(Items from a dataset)

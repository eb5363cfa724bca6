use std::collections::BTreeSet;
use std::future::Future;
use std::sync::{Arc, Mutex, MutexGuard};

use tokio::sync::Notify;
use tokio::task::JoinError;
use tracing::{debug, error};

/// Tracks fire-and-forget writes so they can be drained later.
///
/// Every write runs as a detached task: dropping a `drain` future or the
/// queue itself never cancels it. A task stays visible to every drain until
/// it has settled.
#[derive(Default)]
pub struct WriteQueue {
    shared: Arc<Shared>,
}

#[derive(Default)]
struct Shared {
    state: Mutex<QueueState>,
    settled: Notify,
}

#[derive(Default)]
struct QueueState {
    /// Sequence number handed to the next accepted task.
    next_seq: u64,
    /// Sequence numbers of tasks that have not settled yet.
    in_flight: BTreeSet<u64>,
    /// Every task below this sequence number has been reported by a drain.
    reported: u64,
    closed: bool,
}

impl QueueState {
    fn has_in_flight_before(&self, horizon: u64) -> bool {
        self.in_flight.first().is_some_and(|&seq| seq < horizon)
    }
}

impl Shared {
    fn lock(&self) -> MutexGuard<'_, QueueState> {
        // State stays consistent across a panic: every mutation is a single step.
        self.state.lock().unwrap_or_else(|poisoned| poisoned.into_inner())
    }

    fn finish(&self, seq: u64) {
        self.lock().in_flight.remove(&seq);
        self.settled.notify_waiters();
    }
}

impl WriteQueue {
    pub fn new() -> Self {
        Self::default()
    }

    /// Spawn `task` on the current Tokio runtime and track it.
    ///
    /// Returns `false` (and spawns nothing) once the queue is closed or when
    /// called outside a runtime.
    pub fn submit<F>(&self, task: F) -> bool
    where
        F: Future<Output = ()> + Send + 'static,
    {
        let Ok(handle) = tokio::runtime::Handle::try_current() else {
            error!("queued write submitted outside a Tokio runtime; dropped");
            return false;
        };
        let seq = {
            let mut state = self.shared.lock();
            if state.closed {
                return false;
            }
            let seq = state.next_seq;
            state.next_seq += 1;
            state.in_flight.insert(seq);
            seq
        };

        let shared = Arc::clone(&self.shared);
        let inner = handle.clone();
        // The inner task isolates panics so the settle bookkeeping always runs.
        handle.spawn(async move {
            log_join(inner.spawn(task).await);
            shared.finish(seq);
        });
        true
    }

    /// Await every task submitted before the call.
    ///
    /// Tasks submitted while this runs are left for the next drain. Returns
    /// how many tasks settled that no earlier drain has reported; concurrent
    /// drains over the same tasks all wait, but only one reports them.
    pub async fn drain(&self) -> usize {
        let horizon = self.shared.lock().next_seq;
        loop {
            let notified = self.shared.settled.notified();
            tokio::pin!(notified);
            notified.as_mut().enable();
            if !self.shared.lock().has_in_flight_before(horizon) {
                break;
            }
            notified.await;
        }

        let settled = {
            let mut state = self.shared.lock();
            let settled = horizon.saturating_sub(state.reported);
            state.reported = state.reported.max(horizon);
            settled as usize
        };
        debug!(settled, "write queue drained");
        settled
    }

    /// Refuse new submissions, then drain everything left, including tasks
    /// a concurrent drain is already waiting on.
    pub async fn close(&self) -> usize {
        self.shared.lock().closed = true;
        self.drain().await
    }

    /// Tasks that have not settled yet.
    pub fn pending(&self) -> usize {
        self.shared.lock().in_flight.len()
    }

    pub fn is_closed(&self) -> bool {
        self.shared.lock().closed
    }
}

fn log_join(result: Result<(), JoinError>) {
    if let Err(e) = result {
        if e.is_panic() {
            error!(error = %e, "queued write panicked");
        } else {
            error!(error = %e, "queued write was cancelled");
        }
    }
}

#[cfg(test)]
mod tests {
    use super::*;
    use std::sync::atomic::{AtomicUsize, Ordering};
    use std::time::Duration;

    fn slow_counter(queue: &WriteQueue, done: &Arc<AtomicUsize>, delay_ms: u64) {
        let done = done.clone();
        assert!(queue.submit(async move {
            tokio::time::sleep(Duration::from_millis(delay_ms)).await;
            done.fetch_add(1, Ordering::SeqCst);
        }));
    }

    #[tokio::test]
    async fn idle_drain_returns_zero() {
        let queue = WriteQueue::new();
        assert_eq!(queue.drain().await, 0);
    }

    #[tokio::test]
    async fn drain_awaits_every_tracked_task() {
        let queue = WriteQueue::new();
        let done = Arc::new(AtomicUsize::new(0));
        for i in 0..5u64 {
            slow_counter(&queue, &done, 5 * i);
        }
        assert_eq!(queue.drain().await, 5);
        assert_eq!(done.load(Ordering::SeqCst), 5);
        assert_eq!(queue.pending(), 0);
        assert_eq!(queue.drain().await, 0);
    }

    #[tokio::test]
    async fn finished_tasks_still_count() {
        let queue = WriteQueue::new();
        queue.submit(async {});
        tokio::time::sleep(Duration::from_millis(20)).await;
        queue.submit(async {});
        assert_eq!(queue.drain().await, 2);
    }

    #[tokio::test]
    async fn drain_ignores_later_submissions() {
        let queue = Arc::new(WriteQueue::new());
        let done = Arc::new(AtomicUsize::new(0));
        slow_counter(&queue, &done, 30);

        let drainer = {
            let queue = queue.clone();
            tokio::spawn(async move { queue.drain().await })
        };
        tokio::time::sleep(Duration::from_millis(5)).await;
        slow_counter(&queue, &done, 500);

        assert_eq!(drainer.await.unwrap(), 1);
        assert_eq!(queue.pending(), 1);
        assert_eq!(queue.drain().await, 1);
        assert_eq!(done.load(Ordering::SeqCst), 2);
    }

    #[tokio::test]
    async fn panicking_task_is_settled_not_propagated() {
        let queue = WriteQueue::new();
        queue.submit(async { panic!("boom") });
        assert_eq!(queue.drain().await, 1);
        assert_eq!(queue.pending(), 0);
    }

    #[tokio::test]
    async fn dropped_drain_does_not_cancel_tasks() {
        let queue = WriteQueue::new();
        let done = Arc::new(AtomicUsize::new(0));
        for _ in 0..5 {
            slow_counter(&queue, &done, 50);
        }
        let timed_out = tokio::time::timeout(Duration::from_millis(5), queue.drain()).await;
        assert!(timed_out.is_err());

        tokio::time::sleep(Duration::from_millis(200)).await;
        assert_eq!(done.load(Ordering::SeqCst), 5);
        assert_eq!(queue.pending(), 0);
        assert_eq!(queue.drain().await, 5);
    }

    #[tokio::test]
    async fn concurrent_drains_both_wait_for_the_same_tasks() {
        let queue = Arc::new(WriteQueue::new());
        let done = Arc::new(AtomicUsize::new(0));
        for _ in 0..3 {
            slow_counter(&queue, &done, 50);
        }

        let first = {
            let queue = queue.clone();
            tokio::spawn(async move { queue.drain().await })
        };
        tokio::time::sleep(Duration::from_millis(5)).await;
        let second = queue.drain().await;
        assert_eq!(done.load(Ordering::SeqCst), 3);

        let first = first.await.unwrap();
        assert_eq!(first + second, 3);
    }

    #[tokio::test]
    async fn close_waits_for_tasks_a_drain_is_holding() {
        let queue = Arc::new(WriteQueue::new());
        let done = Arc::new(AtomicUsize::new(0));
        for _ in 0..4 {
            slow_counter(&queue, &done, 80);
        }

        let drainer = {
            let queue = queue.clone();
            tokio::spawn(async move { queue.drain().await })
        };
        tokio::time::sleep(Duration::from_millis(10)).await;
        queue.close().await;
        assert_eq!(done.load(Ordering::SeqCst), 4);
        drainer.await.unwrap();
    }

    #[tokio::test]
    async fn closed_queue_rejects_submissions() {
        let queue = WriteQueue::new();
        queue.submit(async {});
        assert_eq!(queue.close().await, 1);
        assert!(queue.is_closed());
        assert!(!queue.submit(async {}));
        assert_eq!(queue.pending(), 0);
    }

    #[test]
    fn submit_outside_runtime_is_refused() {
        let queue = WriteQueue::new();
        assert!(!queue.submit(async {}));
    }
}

---

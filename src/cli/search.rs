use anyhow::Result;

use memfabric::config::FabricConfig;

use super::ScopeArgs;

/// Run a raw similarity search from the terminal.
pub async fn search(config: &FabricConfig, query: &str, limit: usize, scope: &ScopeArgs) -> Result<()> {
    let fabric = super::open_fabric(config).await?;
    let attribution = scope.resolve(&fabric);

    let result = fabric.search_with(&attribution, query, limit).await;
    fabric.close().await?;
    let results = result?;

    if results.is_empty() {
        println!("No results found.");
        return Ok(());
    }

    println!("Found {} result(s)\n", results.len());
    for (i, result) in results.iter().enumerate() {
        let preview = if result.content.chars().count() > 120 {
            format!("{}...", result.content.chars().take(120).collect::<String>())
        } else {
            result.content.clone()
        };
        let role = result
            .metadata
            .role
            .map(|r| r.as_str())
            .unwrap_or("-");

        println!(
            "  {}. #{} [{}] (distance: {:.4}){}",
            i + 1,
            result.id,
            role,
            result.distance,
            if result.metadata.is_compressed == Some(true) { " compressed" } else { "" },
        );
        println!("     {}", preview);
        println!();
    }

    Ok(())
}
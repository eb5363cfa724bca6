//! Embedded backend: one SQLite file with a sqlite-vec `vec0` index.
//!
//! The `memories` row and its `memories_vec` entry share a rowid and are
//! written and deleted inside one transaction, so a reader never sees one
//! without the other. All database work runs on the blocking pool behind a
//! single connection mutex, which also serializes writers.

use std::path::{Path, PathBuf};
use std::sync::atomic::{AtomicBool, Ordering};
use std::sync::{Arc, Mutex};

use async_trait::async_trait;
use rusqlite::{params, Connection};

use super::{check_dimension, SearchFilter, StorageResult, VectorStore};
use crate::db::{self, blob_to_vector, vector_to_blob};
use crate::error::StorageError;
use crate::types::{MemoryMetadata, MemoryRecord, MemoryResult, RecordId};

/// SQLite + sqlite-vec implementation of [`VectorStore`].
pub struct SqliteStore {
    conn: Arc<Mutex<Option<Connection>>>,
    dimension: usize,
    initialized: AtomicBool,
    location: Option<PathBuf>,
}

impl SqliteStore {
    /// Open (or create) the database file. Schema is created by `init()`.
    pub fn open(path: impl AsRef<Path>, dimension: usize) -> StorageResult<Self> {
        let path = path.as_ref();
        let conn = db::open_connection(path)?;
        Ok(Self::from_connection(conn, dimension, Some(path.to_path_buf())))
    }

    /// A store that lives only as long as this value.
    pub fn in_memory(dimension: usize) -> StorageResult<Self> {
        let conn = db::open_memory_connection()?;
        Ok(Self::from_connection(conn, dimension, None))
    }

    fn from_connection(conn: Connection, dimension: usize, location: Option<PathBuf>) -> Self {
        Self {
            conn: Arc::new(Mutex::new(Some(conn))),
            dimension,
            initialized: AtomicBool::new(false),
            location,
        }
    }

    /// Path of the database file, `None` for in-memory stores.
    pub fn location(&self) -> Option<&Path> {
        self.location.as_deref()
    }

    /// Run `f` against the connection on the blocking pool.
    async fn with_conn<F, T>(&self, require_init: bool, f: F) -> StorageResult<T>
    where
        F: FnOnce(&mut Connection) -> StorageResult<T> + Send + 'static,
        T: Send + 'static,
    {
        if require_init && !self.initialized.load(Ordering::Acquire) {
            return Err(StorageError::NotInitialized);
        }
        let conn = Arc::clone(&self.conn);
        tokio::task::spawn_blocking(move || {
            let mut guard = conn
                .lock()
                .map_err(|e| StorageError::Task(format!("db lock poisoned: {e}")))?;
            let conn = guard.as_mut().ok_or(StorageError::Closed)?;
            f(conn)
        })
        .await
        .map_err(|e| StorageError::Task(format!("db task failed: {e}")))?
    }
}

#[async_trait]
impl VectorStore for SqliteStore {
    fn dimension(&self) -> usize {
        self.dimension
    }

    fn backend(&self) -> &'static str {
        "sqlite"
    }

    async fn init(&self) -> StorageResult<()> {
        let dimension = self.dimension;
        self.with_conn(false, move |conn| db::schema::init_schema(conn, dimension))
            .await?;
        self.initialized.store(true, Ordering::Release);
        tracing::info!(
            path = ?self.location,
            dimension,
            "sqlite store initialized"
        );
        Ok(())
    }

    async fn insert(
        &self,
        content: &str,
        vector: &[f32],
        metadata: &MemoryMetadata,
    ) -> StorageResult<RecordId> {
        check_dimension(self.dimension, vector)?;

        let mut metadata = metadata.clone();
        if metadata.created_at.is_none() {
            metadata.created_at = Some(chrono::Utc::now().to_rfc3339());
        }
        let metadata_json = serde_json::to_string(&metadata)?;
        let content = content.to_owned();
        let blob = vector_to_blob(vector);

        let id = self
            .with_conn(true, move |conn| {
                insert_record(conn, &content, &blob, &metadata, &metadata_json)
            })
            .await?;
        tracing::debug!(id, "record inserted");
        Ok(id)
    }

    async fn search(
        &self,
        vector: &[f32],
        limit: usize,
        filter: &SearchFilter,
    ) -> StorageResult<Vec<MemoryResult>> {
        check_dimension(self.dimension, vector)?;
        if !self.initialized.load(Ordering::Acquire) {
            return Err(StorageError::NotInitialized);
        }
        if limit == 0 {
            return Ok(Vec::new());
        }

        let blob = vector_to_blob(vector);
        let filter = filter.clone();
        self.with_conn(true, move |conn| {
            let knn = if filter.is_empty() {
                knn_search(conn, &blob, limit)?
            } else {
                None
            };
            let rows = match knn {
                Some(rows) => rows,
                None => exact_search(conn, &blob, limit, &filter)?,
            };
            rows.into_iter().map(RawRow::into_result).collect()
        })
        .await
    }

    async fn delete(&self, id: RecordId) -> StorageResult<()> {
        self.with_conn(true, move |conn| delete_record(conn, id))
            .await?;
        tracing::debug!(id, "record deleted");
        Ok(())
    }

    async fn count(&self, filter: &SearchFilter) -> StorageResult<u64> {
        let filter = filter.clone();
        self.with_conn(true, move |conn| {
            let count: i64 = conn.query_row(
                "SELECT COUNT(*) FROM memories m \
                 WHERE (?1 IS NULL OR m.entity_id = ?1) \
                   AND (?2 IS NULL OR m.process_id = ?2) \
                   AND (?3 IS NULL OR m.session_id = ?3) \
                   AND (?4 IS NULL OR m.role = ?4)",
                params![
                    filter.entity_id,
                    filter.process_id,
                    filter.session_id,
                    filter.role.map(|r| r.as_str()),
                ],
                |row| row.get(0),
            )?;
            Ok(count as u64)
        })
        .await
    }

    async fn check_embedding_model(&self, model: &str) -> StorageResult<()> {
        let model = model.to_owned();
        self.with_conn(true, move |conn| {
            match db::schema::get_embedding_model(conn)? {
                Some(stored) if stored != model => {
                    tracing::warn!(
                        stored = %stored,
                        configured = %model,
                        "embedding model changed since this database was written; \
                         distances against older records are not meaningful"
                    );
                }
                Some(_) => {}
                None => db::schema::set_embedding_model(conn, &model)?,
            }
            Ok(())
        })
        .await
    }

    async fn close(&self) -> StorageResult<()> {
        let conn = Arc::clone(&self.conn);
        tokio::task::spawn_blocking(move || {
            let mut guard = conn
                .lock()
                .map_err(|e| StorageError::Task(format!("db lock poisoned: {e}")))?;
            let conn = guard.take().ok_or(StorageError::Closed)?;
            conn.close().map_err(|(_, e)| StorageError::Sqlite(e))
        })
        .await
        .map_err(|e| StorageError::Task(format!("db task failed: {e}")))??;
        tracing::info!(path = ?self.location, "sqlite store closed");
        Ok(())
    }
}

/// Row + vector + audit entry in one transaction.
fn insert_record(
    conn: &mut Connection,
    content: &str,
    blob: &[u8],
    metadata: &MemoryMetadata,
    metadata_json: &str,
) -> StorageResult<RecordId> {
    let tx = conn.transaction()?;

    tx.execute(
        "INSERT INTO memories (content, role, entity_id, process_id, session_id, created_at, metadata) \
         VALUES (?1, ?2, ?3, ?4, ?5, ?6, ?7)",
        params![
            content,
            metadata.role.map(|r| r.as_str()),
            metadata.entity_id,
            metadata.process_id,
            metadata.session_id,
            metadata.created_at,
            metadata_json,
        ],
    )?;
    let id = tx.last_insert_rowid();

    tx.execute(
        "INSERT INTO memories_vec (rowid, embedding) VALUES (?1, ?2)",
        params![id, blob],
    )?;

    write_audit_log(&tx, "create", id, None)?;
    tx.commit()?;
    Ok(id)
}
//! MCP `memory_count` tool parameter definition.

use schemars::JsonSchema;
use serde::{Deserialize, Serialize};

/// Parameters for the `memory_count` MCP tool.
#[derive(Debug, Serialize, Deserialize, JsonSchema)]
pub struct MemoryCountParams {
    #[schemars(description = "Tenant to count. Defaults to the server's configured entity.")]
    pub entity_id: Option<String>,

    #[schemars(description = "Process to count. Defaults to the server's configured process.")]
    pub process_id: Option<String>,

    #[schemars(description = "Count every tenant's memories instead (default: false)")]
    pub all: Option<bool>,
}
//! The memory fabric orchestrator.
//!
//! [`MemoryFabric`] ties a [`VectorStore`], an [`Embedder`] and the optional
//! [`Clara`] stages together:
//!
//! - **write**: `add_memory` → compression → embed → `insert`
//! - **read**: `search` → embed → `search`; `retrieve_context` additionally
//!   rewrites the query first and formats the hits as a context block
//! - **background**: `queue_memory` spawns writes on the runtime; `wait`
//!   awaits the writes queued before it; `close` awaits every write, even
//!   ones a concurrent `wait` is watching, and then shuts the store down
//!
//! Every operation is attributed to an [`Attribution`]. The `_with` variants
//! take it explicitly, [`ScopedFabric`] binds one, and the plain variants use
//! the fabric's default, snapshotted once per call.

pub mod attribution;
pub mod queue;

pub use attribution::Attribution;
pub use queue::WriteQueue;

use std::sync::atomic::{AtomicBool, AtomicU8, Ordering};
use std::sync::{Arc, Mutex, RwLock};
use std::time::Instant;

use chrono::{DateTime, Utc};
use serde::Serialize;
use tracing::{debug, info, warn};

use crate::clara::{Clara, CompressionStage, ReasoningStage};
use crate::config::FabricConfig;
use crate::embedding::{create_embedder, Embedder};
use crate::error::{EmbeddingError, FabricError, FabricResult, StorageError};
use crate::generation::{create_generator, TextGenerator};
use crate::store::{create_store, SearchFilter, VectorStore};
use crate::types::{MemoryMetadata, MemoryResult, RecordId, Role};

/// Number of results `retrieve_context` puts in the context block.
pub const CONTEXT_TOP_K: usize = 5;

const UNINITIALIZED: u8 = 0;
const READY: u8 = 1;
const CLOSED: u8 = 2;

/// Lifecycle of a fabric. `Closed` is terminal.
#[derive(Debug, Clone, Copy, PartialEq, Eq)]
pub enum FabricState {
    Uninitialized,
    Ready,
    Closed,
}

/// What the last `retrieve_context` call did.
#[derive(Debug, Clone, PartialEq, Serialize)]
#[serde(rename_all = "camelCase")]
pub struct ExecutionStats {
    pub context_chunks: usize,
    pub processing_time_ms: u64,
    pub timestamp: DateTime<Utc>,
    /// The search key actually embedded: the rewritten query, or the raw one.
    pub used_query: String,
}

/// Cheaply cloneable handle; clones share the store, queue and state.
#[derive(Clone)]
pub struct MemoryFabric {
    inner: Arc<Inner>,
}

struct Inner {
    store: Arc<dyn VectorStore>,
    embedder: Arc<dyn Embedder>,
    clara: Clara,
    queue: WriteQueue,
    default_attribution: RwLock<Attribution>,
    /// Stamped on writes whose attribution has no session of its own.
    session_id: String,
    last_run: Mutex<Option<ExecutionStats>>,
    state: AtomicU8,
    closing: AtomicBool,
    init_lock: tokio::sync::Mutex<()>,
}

Your assignment ->
What is needed is an exact copy of the lines above, from the one containing "F: FnOnce(&mut Connection)" through the one containing "impl VectorStore for", with nothing added.

Output of the exercise ->
        F: FnOnce(&mut Connection) -> StorageResult<T> + Send + 'static,
        T: Send + 'static,
    {
        if require_init && !self.initialized.load(Ordering::Acquire) {
            return Err(StorageError::NotInitialized);
        }
        let conn = Arc::clone(&self.conn);
        tokio::task::spawn_blocking(move || {
            let mut guard = conn
                .lock()
                .map_err(|e| StorageError::Task(format!("db lock poisoned: {e}")))?;
            let conn = guard.as_mut().ok_or(StorageError::Closed)?;
            f(conn)
        })
        .await
        .map_err(|e| StorageError::Task(format!("db task failed: {e}")))?
    }
}

#[async_trait]
impl VectorStore for SqliteStore {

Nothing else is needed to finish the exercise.